Ma qual è il prezzo minimo sotto cui nessuno, neanche Dacia, può riuscire a commercializzare un’automobile? “Non è facile scendere ancora: per essere venduta in Europa, un’auto deve avere l’Esp, avere motori Euro 6. Noi cominciamo a progettare dal prezzo: se volessimo allargare la gamma verso il basso, dovremmo pensare a una segmento A (quello della Panda, ndr) che costi non più di 7.500 euro, visto che la segmento B Sandero ne costa 7.900”. In realtà, in questa direzione qualcosa si sta muovendo: il numero uno di Renault-Nissan, Carlos Ghosn, ha annunciato che l’alleanza sta lavorando a una nuova piattaforma comune per il segmento A, cioè per le vetture fra i 3,4 e i 4 metri di lunghezza, che sarà sfruttata nel mondo intero”. Non è ancora deciso se sarà realizzato anche un modelli piccolo per l’Europa, e Leboeuf non si sbilancia. “Iniziamo con l’India e il Brasile, poi vedremo”.
Perché Dacia è l’unico marchio a proporsi senza imbarazzo come “low cost”, in un mondo in cui tutti, anche i coreani, tendono a diventare “premium”? “Perché col low cost noi guadagniamo”, risponde Leboeuf. “Penso che la maggior parte delle persone che lavorano nel nostro settore creda che non si possano fare profitti con il low cost.
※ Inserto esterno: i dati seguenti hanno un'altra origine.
//! CLI Exit Code Registry
//!
//! This is the single source of truth for all CLI exit codes.
//! Exit codes are part of the shell contract: scripts rely on them.
//!
//! | Code | Meaning                                            |
//! |------|----------------------------------------------------|
//! | 0    | Success                                            |
//! | 1    | General error (write failure, serialization)       |
//! | 2    | Usage error (bad args, missing or unreadable file) |
//! | 3    | Invalid pipeline configuration                     |
//! | 4    | Input file could not be parsed                     |
//! | 5    | Pipeline run failed                                |
//! | 6    | Evaluation below the requested minimum             |
//!
//! # Adding New Exit Codes
//!
//! 1. Add the constant
//! 2. Document what triggers it
//! 3. Update the table above
//! 4. Wire it into the relevant command's error handling

/// Success - command completed without errors.
pub const EXIT_SUCCESS: u8 = 0;

/// General error - output could not be written or serialized.
pub const EXIT_ERROR: u8 = 1;

/// Usage error - bad arguments, missing input file.
pub const EXIT_USAGE: u8 = 2;

/// Config TOML is malformed or fails validation.
pub const EXIT_INVALID_CONFIG: u8 = 3;

/// Text, model or gold-standard file is malformed.
pub const EXIT_INPUT_PARSE: u8 = 4;

/// The engine aborted the run (e.g. an unresolvable mapping merge).
pub const EXIT_PIPELINE: u8 = 5;

/// `holdback --min-f1` was not reached.
pub const EXIT_BELOW_MINIMUM: u8 = 6;
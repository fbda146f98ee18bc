// Annotated text import (JSON)
//
// The pre-processor writes one document per text:
//
//   { "sentences": [ { "words": [ { "text": "AuthService", "lemma": "AuthService",
//                                   "pos": "NNP", "head": 2, "relation": "nsubj" }, ... ],
//                      "phrases": [ { "type": "NP", "words": [0, 1], "children": [] } ] } ] }
//
// `head` and phrase `words` are 0-based indices into the sentence's own
// word list. Sentences are numbered from 1 in document order; word
// positions are assigned globally.

use std::path::Path;

use serde::Deserialize;
use tracelink_core::{DependencyEdge, DependencyTag, Phrase, PhraseType, PosTag, Sentence, Text, Word};
use tracing::info;

use crate::error::IoError;

#[derive(Debug, Deserialize)]
#[serde(deny_unknown_fields)]
struct TextDocument {
    sentences: Vec<SentenceDocument>,
}

#[derive(Debug, Deserialize)]
#[serde(deny_unknown_fields)]
struct SentenceDocument {
    words: Vec<WordDocument>,
    #[serde(default)]
    phrases: Vec<PhraseDocument>,
}

#[derive(Debug, Deserialize)]
#[serde(deny_unknown_fields)]
struct WordDocument {
    text: String,
    #[serde(default)]
    lemma: Option<String>,
    pos: String,
    #[serde(default)]
    head: Option<usize>,
    #[serde(default)]
    relation: Option<String>,
}

#[derive(Debug, Deserialize)]
#[serde(deny_unknown_fields)]
struct PhraseDocument {
    #[serde(rename = "type")]
    phrase_type: PhraseType,
    words: Vec<usize>,
    #[serde(default)]
    children: Vec<PhraseDocument>,
}

pub fn load_text(path: &Path) -> Result<Text, IoError> {
    let content = std::fs::read_to_string(path).map_err(|e| IoError::read(path, e))?;
    parse_text(&content, path)
}

/// Parse a text document. `path` is only used in error messages.
pub fn parse_text(content: &str, path: &Path) -> Result<Text, IoError> {
    let doc: TextDocument = serde_json::from_str(content).map_err(|e| IoError::json(path, e))?;

    let mut words: Vec<Word> = Vec::new();
    let mut sentences = Vec::with_capacity(doc.sentences.len());

    for (index, sentence) in doc.sentences.iter().enumerate() {
        let number = index as u32 + 1;
        let offset = words.len();
        let len = sentence.words.len();
        if len == 0 {
            return Err(IoError::invalid(path, format!("sentence {number} has no words")));
        }

        for (i, w) in sentence.words.iter().enumerate() {
            if w.text.trim().is_empty() {
                return Err(IoError::invalid(
                    path,
                    format!("sentence {number}, word {i}: empty text"),
                ));
            }
            let lemma = w.lemma.clone().unwrap_or_else(|| w.text.to_lowercase());
            words.push(Word::new(
                offset + i,
                number,
                &w.text,
                &lemma,
                PosTag::from(w.pos.as_str()),
            ));
        }

        for (i, w) in sentence.words.iter().enumerate() {
            let Some(head) = w.head else {
                continue;
            };
            if head >= len || head == i {
                return Err(IoError::invalid(
                    path,
                    format!("sentence {number}, word {i}: invalid head {head}"),
                ));
            }
            let Some(relation) = &w.relation else {
                return Err(IoError::invalid(
                    path,
                    format!("sentence {number}, word {i}: head without relation"),
                ));
            };
            let tag = DependencyTag::from(relation.clone());
            words[offset + head].outgoing.push(DependencyEdge {
                tag: tag.clone(),
                word: offset + i,
            });
            words[offset + i].incoming.push(DependencyEdge {
                tag,
                word: offset + head,
            });
        }

        let phrases = sentence
            .phrases
            .iter()
            .map(|p| build_phrase(p, number, offset, len, path))
            .collect::<Result<Vec<_>, _>>()?;

        sentences.push(Sentence {
            number,
            words: (offset..offset + len).collect(),
            phrases,
        });
    }

    info!(sentences = sentences.len(), words = words.len(), path = %path.display(), "text loaded");
    Ok(Text::new(words, sentences))
}

fn build_phrase(
    doc: &PhraseDocument,
    sentence_no: u32,
    offset: usize,
    len: usize,
    path: &Path,
) -> Result<Phrase, IoError> {
    if doc.words.is_empty() {
        return Err(IoError::invalid(
            path,
            format!("sentence {sentence_no}: empty {:?} phrase", doc.phrase_type),
        ));
    }
    if let Some(bad) = doc.words.iter().find(|w| **w >= len) {
        return Err(IoError::invalid(
            path,
            format!("sentence {sentence_no}: phrase word {bad} out of range"),
        ));
    }
    let mut words: Vec<usize> = doc.words.iter().map(|w| offset + w).collect();
    words.sort_unstable();
    words.dedup();
    let sub_phrases = doc
        .children
        .iter()
        .map(|c| build_phrase(c, sentence_no, offset, len, path))
        .collect::<Result<Vec<_>, _>>()?;
    Ok(Phrase {
        phrase_type: doc.phrase_type,
        sentence_no,
        words,
        sub_phrases,
    })
}
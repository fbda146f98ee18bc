//! `tracelink-core` - immutable inputs of the trace-link pipeline.
//!
//! The linguistic pre-processor hands over a finished [`Text`]; model
//! ingestion hands over finished [`Model`]s. Neither is mutated afterwards,
//! so both can be shared read-only across concurrent runs.

pub mod model;
pub mod text;

pub use model::{split_identifier, Model, ModelInstance, ModelKind};
pub use text::{DependencyEdge, DependencyTag, Phrase, PhraseType, PosTag, Sentence, Text, Word};
//! `tlr holdback`: hold-back evaluation of inconsistency detection.

use std::path::PathBuf;
use std::sync::Arc;

use serde::Serialize;
use tracelink_engine::{evaluate_holdback, run_holdback, HoldBackEvaluation};
use tracelink_io::gold::load_gold_standard;
use tracelink_io::model::load_model;
use tracelink_io::text::load_text;

use crate::exit_codes::EXIT_BELOW_MINIMUM;
use crate::{load_config, CliError};

#[derive(Serialize)]
struct HoldBackOutput<'a> {
    model_id: &'a str,
    sentences: usize,
    #[serde(flatten)]
    evaluation: &'a HoldBackEvaluation,
}

pub fn cmd_holdback(
    text_path: PathBuf,
    model_path: PathBuf,
    gold_path: PathBuf,
    config_path: Option<PathBuf>,
    json: bool,
    min_f1: Option<f64>,
) -> Result<(), CliError> {
    if let Some(min) = min_f1 {
        if !(0.0..=1.0).contains(&min) {
            return Err(CliError::usage(format!("--min-f1 must be in [0, 1], got {min}")));
        }
    }
    let config = load_config(config_path.as_deref())?;
    let text = Arc::new(load_text(&text_path)?);
    let model = load_model(&model_path)?;
    let gold = load_gold_standard(&gold_path)?;

    let sentences = text.sentences().len();
    let runs = run_holdback(&config, text, &model)?;
    let evaluation = evaluate_holdback(&runs, &model.id, &gold, sentences)?;

    if json {
        let out = HoldBackOutput {
            model_id: &model.id,
            sentences,
            evaluation: &evaluation,
        };
        let json = serde_json::to_string_pretty(&out)
            .map_err(|e| CliError::general(format!("JSON serialization error: {e}")))?;
        println!("{json}");
    }

    for score in &evaluation.runs {
        let r = &score.result;
        eprintln!(
            "  without {} ({}): {} expected, tp {} fp {} fn {}, F1 {:.3}",
            score.element_name,
            score.element_id,
            score.expected_sentences,
            r.true_positives,
            r.false_positives,
            r.false_negatives,
            r.f1(),
        );
    }
    eprintln!(
        "hold-back over {} element(s): weighted precision {:.3}, recall {:.3}, F1 {:.3}",
        evaluation.runs.len(),
        evaluation.weighted_precision,
        evaluation.weighted_recall,
        evaluation.weighted_f1,
    );

    if let Some(min) = min_f1 {
        if evaluation.weighted_f1 < min {
            return Err(CliError::new(
                EXIT_BELOW_MINIMUM,
                format!("weighted F1 {:.3} is below --min-f1 {min}", evaluation.weighted_f1),
            ));
        }
    }
    Ok(())
}
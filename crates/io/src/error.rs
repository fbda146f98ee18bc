use std::path::{Path, PathBuf};

use thiserror::Error;

#[derive(Debug, Error)]
pub enum IoError {
    #[error("cannot read {}: {source}", path.display())]
    Read {
        path: PathBuf,
        source: std::io::Error,
    },

    #[error("cannot write {}: {source}", path.display())]
    Write {
        path: PathBuf,
        source: std::io::Error,
    },

    #[error("{}: invalid JSON: {source}", path.display())]
    Json {
        path: PathBuf,
        source: serde_json::Error,
    },

    #[error("{}: invalid CSV: {source}", path.display())]
    Csv { path: PathBuf, source: csv::Error },

    /// Well-formed input that violates a structural rule.
    #[error("{}: {message}", path.display())]
    Invalid { path: PathBuf, message: String },
}

impl IoError {
    pub(crate) fn read(path: &Path, source: std::io::Error) -> Self {
        Self::Read {
            path: path.to_path_buf(),
            source,
        }
    }

    pub(crate) fn write(path: &Path, source: std::io::Error) -> Self {
        Self::Write {
            path: path.to_path_buf(),
            source,
        }
    }

    pub(crate) fn json(path: &Path, source: serde_json::Error) -> Self {
        Self::Json {
            path: path.to_path_buf(),
            source,
        }
    }

    pub(crate) fn csv(path: &Path, source: csv::Error) -> Self {
        Self::Csv {
            path: path.to_path_buf(),
            source,
        }
    }

    pub(crate) fn invalid(path: &Path, message: impl Into<String>) -> Self {
        Self::Invalid {
            path: path.to_path_buf(),
            message: message.into(),
        }
    }

    /// True for errors caused by the content of an input file rather than
    /// by the file system.
    pub fn is_parse_error(&self) -> bool {
        matches!(self, Self::Json { .. } | Self::Csv { .. } | Self::Invalid { .. })
    }
}
use std::process::Command;

fn git_commit() -> Option<String> {
    let output = Command::new("git")
        .args(["rev-parse", "--short=7", "HEAD"])
        .output()
        .ok()?;
    if !output.status.success() {
        return None;
    }
    String::from_utf8(output.stdout).ok().map(|s| s.trim().to_string())
}

fn main() {
    println!("cargo:rerun-if-changed=../../.git/HEAD");

    let commit = git_commit().unwrap_or_else(|| "unknown".to_string());
    println!("cargo:rustc-env=GIT_COMMIT_HASH={commit}");

    let target = std::env::var("TARGET").unwrap_or_else(|_| "unknown".to_string());
    println!("cargo:rustc-env=TARGET={target}");
}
C’è un pensiero unico che è: più salgo in gamma, più guadagnerò. Non abbiamo dimostrato che non è così”. Leboeuf garantische che i margini della Dacia, che non vuole dichiare, sono “del tutto riguardevoli, ben al di sopra di quelli medi dei costruttori generalisti”. Tanto che Deboeuf si aspetta di vedere presto comparire all’orizzonte qualche concorrente: “Arriveranno sicuramente, anche se all’inizio nessuno credeva nella nostra idea di business”.